In order to state a cognizable claim, a prisoner must allege acts or omissions sufficiently harmful to evidence deliberate indifference to serious medical needs. It is only such indifference that can offend "evolving standards of decency" in violation of the Eighth Amendment (footnotes omitted). Id. at 106.

 The Supreme Court specifically approved the standards and terminology set forth in various Courts of Appeals decisions, including the standard set forth above in Gittlemacker v. Prasse, supra.

 Clearly, in this case, factual disputes exist as to the nature and extent of plaintiff's medical condition, as to whether or not he had ever requested medical assistance, and as to whether or not the defendants denied those requests. Since there are factual disputes, the only question before this Court on defendants' Motion for Summary Judgment is whether defendants are nevertheless entitled to summary judgment as a matter of law notwithstanding the validity of plaintiff's allegations of the facts.

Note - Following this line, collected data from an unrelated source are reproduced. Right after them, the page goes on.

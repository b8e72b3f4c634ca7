//! Parsing of the surface syntax.

use crate::preterm::{Decl, Op, Preterm};
use nom::{
    branch::alt,
    bytes::complete::{tag, take_while, take_while1},
    character::complete::{char, digit1, multispace0},
    combinator::{map, map_res, not, opt, peek, recognize, value, verify},
    multi::{many0, separated_list1},
    sequence::{delimited, pair, preceded, terminated, tuple},
    IResult,
};

type Parse<'a, A> = IResult<&'a str, A>;

const KEYWORDS: &[&str] = &["type", "import", "prod"];

fn lexeme<'a, O>(inner: impl FnMut(&'a str) -> Parse<'a, O>) -> impl FnMut(&'a str) -> Parse<'a, O> {
    preceded(multispace0, inner)
}

fn parens<'a, O>(inner: impl FnMut(&'a str) -> Parse<'a, O>) -> impl FnMut(&'a str) -> Parse<'a, O> {
    delimited(char('('), lexeme(inner), lexeme(char(')')))
}

fn ident(i: &str) -> Parse<&str> {
    verify(
        recognize(pair(
            take_while1(|c: char| c.is_ascii_alphabetic()),
            take_while(|c: char| c.is_ascii_alphanumeric()),
        )),
        |s: &str| !KEYWORDS.contains(&s),
    )(i)
}

fn level(i: &str) -> Parse<u64> {
    map_res(terminated(digit1, char('l')), |d: &str| d.parse())(i)
}

fn name(i: &str) -> Parse<Preterm> {
    map(separated_list1(char('.'), ident), |path| {
        Preterm::Name(path.into_iter().map(String::from).collect())
    })(i)
}

fn atom(i: &str) -> Parse<Preterm> {
    alt((
        map(level, Preterm::Lvl),
        map(preceded(tag("type"), lexeme(parens(term))), |l| {
            Preterm::Type(Box::new(l))
        }),
        map(preceded(char('?'), opt(ident)), |v| {
            Preterm::Pat(v.map(String::from))
        }),
        value(Preterm::Hole, char('_')),
        name,
        parens(term),
    ))(i)
}

fn appl(i: &str) -> Parse<Preterm> {
    let (i, head) = atom(i)?;
    let args = parens(separated_list1(lexeme(char(',')), lexeme(term)));
    let (i, argss) = many0(lexeme(args))(i)?;
    let tm = argss
        .into_iter()
        .fold(head, |acc, args| Preterm::Appl(Box::new(acc), args));
    Ok((i, tm))
}

fn dep_arrow(i: &str) -> Parse<Preterm> {
    map(
        tuple((
            parens(pair(terminated(ident, lexeme(char(':'))), lexeme(term))),
            lexeme(tag("->")),
            lexeme(term),
        )),
        |((x, a), _, b)| Preterm::Prod(Some(x.to_string()), Box::new(a), Box::new(b)),
    )(i)
}

fn arrow(i: &str) -> Parse<Preterm> {
    alt((
        dep_arrow,
        map(
            pair(appl, opt(preceded(lexeme(tag("->")), lexeme(term)))),
            |(a, b)| match b {
                Some(b) => Preterm::Prod(None, Box::new(a), Box::new(b)),
                None => a,
            },
        ),
    ))(i)
}

fn abst(i: &str) -> Parse<Preterm> {
    map(
        pair(preceded(char('\\'), lexeme(ident)), lexeme(term)),
        |(x, body)| Preterm::Abst(x.to_string(), Box::new(body)),
    )(i)
}

fn term(i: &str) -> Parse<Preterm> {
    alt((abst, arrow))(i)
}

/// `=`, except as the start of the reserved `==`.
fn eq(i: &str) -> Parse<char> {
    terminated(char('='), peek(not(char('='))))(i)
}

fn decl(i: &str) -> Parse<Decl> {
    let (i, lhs) = term(i)?;
    let (i, (op, typ, rhs)) = alt((
        map(preceded(lexeme(tag(":===")), lexeme(term)), |rhs| {
            (Op::Check, None, Some(rhs))
        }),
        map(preceded(lexeme(tag(":=")), lexeme(term)), |rhs| {
            (Op::Rewrite, None, Some(rhs))
        }),
        map(
            pair(
                preceded(lexeme(char(':')), lexeme(term)),
                opt(preceded(lexeme(eq), lexeme(term))),
            ),
            |(typ, rhs)| match rhs {
                Some(rhs) => (Op::Define, Some(typ), Some(rhs)),
                None => (Op::Declare, Some(typ), None),
            },
        ),
        map(preceded(lexeme(eq), lexeme(term)), |rhs| {
            (Op::Define, None, Some(rhs))
        }),
    ))(i)?;
    let line = 0;
    Ok((i, Decl { line, lhs, typ, rhs, op }))
}

/// Parse error with the 1-based source line it was found on.
#[derive(Clone, Debug)]
pub struct Error {
    pub line: usize,
    pub msg: String,
}

impl core::fmt::Display for Error {
    fn fmt(&self, f: &mut core::fmt::Formatter) -> core::fmt::Result {
        write!(f, "{} (line {})", self.msg, self.line)
    }
}

/// A parsed source file: declarations plus the errors recovered from.
#[derive(Debug, Default)]
pub struct Program {
    pub decls: Vec<Decl>,
    pub errors: Vec<Error>,
}

/// Parse a whole source file.
///
/// A syntax error is recorded and parsing resumes at the next line;
/// declarations are otherwise separated by whitespace and optional `;`.
pub fn program(src: &str) -> Program {
    let mut prog = Program::default();
    let mut rest = src;
    loop {
        rest = rest.trim_start_matches(|c: char| c.is_whitespace() || c == ';');
        if rest.is_empty() {
            break;
        }
        let line = line_of(src, rest);
        match decl(rest) {
            Ok((i, mut d)) => {
                d.line = line;
                prog.decls.push(d);
                rest = i;
            }
            Err(_) => {
                let msg = "syntax error".to_string();
                prog.errors.push(Error { line, msg });
                match rest.find('\n') {
                    Some(idx) => rest = &rest[idx + 1..],
                    None => break,
                }
            }
        }
    }
    prog
}

fn line_of(src: &str, rest: &str) -> usize {
    let consumed = src.len() - rest.len();
    src[..consumed].matches('\n').count() + 1
}

#[cfg(test)]
mod tests {
    use super::*;

    fn term_str(i: &str) -> Preterm {
        let (rest, tm) = term(i).unwrap();
        assert_eq!(rest.trim(), "");
        tm
    }

    #[test]
    fn terms() {
        assert_eq!(
            term_str("Nat.zero"),
            Preterm::Name(vec!["Nat".to_string(), "zero".to_string()])
        );
        assert_eq!(term_str("3l"), Preterm::Lvl(3));
        assert_eq!(term_str("?x"), Preterm::Pat(Some("x".to_string())));
        assert_eq!(term_str("?"), Preterm::Pat(None));
        assert_eq!(term_str("_"), Preterm::Hole);
        assert!(matches!(term_str("type(0l)"), Preterm::Type(_)));
        assert!(matches!(term_str("f(a, b, c)"), Preterm::Appl(_, args) if args.len() == 3));
        assert!(matches!(term_str("\\x \\y x"), Preterm::Abst(..)));
        assert!(matches!(term_str("A -> B -> C"), Preterm::Prod(None, ..)));
        assert!(
            matches!(term_str("(x: A) -> B"), Preterm::Prod(Some(x), ..) if x == "x")
        );
        // a parenthesized term is not a dependent arrow
        assert!(matches!(term_str("(x) -> B"), Preterm::Prod(None, ..)))
    }

    #[test]
    fn declarations() {
        let prog = program("Nat: type(0l)\nNat.zero: Nat; Nat.succ: Nat -> Nat");
        assert!(prog.errors.is_empty());
        assert_eq!(prog.decls.len(), 3);
        assert_eq!(prog.decls[0].op, Op::Declare);
        assert_eq!(prog.decls[2].line, 2);

        let prog = program("Nat.double: Nat -> Nat = f(x)");
        assert_eq!(prog.decls[0].op, Op::Define);
        assert!(prog.decls[0].typ.is_some());

        let prog = program("f(?x) := x\nf(a) :=== b");
        assert!(prog.errors.is_empty());
        assert_eq!(prog.decls[0].op, Op::Rewrite);
        assert_eq!(prog.decls[1].op, Op::Check);
    }

    #[test]
    fn multiline_declaration() {
        let src = "Nat.ind: (n: builtin.Level) -> (C: Nat -> type(n)) -> C(Nat.zero)\n       -> ((x: Nat) -> C(x) -> C(Nat.succ(x))) -> (x: Nat) -> C(x)";
        let prog = program(src);
        assert!(prog.errors.is_empty());
        assert_eq!(prog.decls.len(), 1);
    }

    #[test]
    fn recovery_at_line_boundaries() {
        let prog = program("Nat: type(0l)\n)))\nNat.zero: Nat");
        assert_eq!(prog.decls.len(), 2);
        assert_eq!(prog.errors.len(), 1);
        assert_eq!(prog.errors[0].line, 2);
    }

    #[test]
    fn keywords_are_reserved() {
        assert!(ident("type").is_err());
        assert!(ident("import").is_err());
        assert!(ident("prod").is_err());
        assert!(ident("types").is_ok());
    }
}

 Accepting the factual allegations in plaintiff's complaint and affidavits as true, it is possible that the prison guards or other prison officials did, in fact, deliberately deny or delay plaintiff's access to medical care or to necessary medication. Depending on the seriousness of plaintiff's skin condition and other medical needs, the defendants' alleged conduct, or that of the prison guards for whom defendants are responsible, may well constitute an actionable constitutional deprivation as defined in Estelle and Gittlemacker and may well support the imposition of liability on those responsible. Therefore, a hearing is necessary in order to determine the nature, extent, and seriousness of plaintiff's skin condition; his need for medical care and/or medication; and the defendants' or prison guards' conduct in response to any requests by plaintiff for medical care and/or medication as well as the reasons for such conduct.

 Accordingly, for the reasons set forth above, defendants' Motion for Summary Judgment must be denied. Plaintiff is to be given an opportunity, at a hearing, to present any evidence which will fully develop his allegations and which will demonstrate that such allegations rise to the level of constitutional deprivations.


 AND NOW, this 15 day of March, 1977, it is ORDERED that the defendants' Motion for Summary Judgment is DENIED.